I should note that I am still gaining skills, they are just not the ones that are important to certain people. And people exist who believe that the height if my life was attending college early, but I refuse to share my life with such people because they tend to be superficial elitist jerks who never wanted to know me as I was, just as a set of skills.

The skills I have gained or am gaining since that period:

I am more able to communicate my own thoughts as opposed to just recombining the words of others into plausible (but usually false) sets of sentences. I know exactly who I am and who I am not, because I no longer am running my brain at speeds I can't keep up with. I am a better writer, although I still come at it through a variant of recombined echolalia (it just serves me now instead of me serving it). I am less selfish and more ethical. The best skills I had now or then (generally ones involving looking at the world directly underneath a lot of brain-generated BS) are completely blossoming because the skills others valued were actually impeding them or making sure that I could not communicate or make use of what I perceived. There is no name for a lot of those skills but I know what they are.

I am also happier, calmer, and stronger. I don't mean physically stronger. I mean it is easier for me to handle problems ranging from discomfort to true adversity. And with each passing year, or even month, it is harder for bullies to affect my mind or my mood. Because I am more aware that not only can't they change me, they can't even perceive me in any meaningful way and their malice affects them more than it affects me. I am less afraid of pain or death as well for similar reasons. My nearly lifelong depression lifted several years ago. And it's much as a good friend predicted ten years ago, that my journey to hell and back has made me more resilient than the people who created that hell can either cope with or imagine.

The things I've lost are much less important than most of the things I've gained. But to a lot of people they are both more obvious and more important. Some of them are the result of the fact that certain cognitive and cognitive-motor skills were stretched to the breaking point and some are because my body and genes were built a certain way. And sone probably a mix of both.

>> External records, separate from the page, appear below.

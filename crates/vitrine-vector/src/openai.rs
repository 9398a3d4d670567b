//! OpenAI-compatible embedding provider.
//!
//! Talks to any endpoint implementing `POST {base_url}/embeddings`. Requests
//! ask for [`EMBEDDING_DIMENSION`] dimensions explicitly; the returned
//! length is still verified by [`embed_checked`](crate::embed_checked).
//!
//! No retries happen here: a transient failure surfaces to the caller.

use std::time::Duration;

use async_trait::async_trait;
use log::debug;
use serde::{Deserialize, Serialize};
use vitrine_core::{EMBEDDING_DIMENSION, Error, Result};

use crate::embedding::EmbeddingProvider;

/// Default base URL for the OpenAI API.
pub const DEFAULT_BASE_URL: &str = "https://api.openai.com/v1";

const SERVICE: &str = "embedding provider";

/// Embedding provider backed by an OpenAI-compatible HTTP API.
pub struct OpenAiEmbeddingProvider {
    api_key: String,
    model: String,
    endpoint: String,
    client: reqwest::Client,
}

impl OpenAiEmbeddingProvider {
    /// Create a provider against the default OpenAI base URL.
    ///
    /// A blank `api_key` is accepted here and reported by
    /// [`EmbeddingProvider::validate`], so callers can build the provider
    /// eagerly and fail before the first request.
    pub fn new(api_key: impl Into<String>, model: impl Into<String>) -> Result<Self> {
        Self::with_options(api_key, model, DEFAULT_BASE_URL, Duration::from_secs(30))
    }

    /// Create a provider with an explicit base URL and request timeout.
    pub fn with_options(
        api_key: impl Into<String>,
        model: impl Into<String>,
        base_url: &str,
        timeout: Duration,
    ) -> Result<Self> {
        let client = reqwest::Client::builder()
            .timeout(timeout)
            .build()
            .map_err(|e| Error::config(format!("failed to build HTTP client: {e}")))?;
        Ok(Self {
            api_key: api_key.into(),
            model: model.into(),
            endpoint: format!("{}/embeddings", base_url.trim_end_matches('/')),
            client,
        })
    }

    async fn request(&self, inputs: &[&str]) -> Result<Vec<Vec<f32>>> {
        self.validate()?;
        if inputs.is_empty() {
            return Ok(Vec::new());
        }

        let body = EmbeddingRequest {
            model: &self.model,
            input: inputs,
            dimensions: EMBEDDING_DIMENSION,
        };

        debug!("requesting {} embeddings from {}", inputs.len(), self.endpoint);
        let response = self
            .client
            .post(&self.endpoint)
            .bearer_auth(self.api_key.trim())
            .json(&body)
            .send()
            .await
            .map_err(|e| Error::upstream(SERVICE, format!("request failed: {e}")))?;

        if !response.status().is_success() {
            let status = response.status();
            let error_text = response
                .text()
                .await
                .unwrap_or_else(|_| "<body unavailable>".to_string());
            return Err(Error::upstream(
                SERVICE,
                format!("API error {status}: {error_text}"),
            ));
        }

        let mut parsed: EmbeddingResponse = response
            .json()
            .await
            .map_err(|e| Error::upstream(SERVICE, format!("failed to parse response: {e}")))?;

        if parsed.data.len() != inputs.len() {
            return Err(Error::upstream(
                SERVICE,
                format!(
                    "returned {} embeddings for {} inputs",
                    parsed.data.len(),
                    inputs.len()
                ),
            ));
        }

        parsed.data.sort_by_key(|entry| entry.index);
        Ok(parsed.data.into_iter().map(|entry| entry.embedding).collect())
    }
}

#[async_trait]
impl EmbeddingProvider for OpenAiEmbeddingProvider {
    async fn embed(&self, text: &str) -> Result<Vec<f32>> {
        self.request(&[text])
            .await?
            .into_iter()
            .next()
            .ok_or_else(|| Error::upstream(SERVICE, "no embedding returned"))
    }

    async fn embed_batch(&self, texts: &[&str]) -> Result<Vec<Vec<f32>>> {
        self.request(texts).await
    }

    fn validate(&self) -> Result<()> {
        if self.api_key.trim().is_empty() {
            return Err(Error::config("missing embedding provider API key"));
        }
        if self.model.trim().is_empty() {
            return Err(Error::config("missing embedding model name"));
        }
        Ok(())
    }

    fn dimension(&self) -> usize {
        EMBEDDING_DIMENSION
    }

    fn name(&self) -> &str {
        "openai"
    }
}

#[derive(Serialize)]
struct EmbeddingRequest<'a> {
    model: &'a str,
    input: &'a [&'a str],
    dimensions: usize,
}

#[derive(Debug, Deserialize)]
struct EmbeddingResponse {
    data: Vec<EmbeddingData>,
}

#[derive(Debug, Deserialize)]
struct EmbeddingData {
    embedding: Vec<f32>,
    index: usize,
}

I can do next to nothing on demand -- not my demand nor anyone else's. Which means my writing can't be turned into a job because I write when writing is triggered and the more I try to shape it the more it falls apart. This is also true of movement, thought, and memory. Most of my academic skills are shot. The two most consistent job skills I had aren't possible -- sitting in an office doing simple sorting type tasks, and doing repetitive physical work (not only do I have two neurological-motor conditions but my joints are messed up, a doctor recently politely described my neck as "not perfect", and I have little stamina). By little stamina I mean I've been worse, but the kind of stamina I have is well below the threshold that most people would call "no stamina". I also lack intellectual-abstraction stamina, but I was referring to physical. I can't walk anymore. Any speech that pops up occasionally isn't communicative. I use (and absolutely need) a motorized wheelchair to get around, and a communication device to talk. My IQ has dropped nearly 80 points between the ages of 5 (when I was labeled gifted) and 22, and had already dropped out of the "gifted" range by 15. Can't do ADLs without help or IADLs at all. And a lot more that I tend to forget.

I don't want to scare anyone -- I know others who have had this level of burnout but usually it happened somewhere between the ages of 10 and 35 if it happened at all (and for me parts were sudden and other parts were incredibly slow but with periods of more sudden dropoff). Most of the ones who use wheelchairs were diagnosed with the same movement disorder I have which usually starts getting worse in adolescence.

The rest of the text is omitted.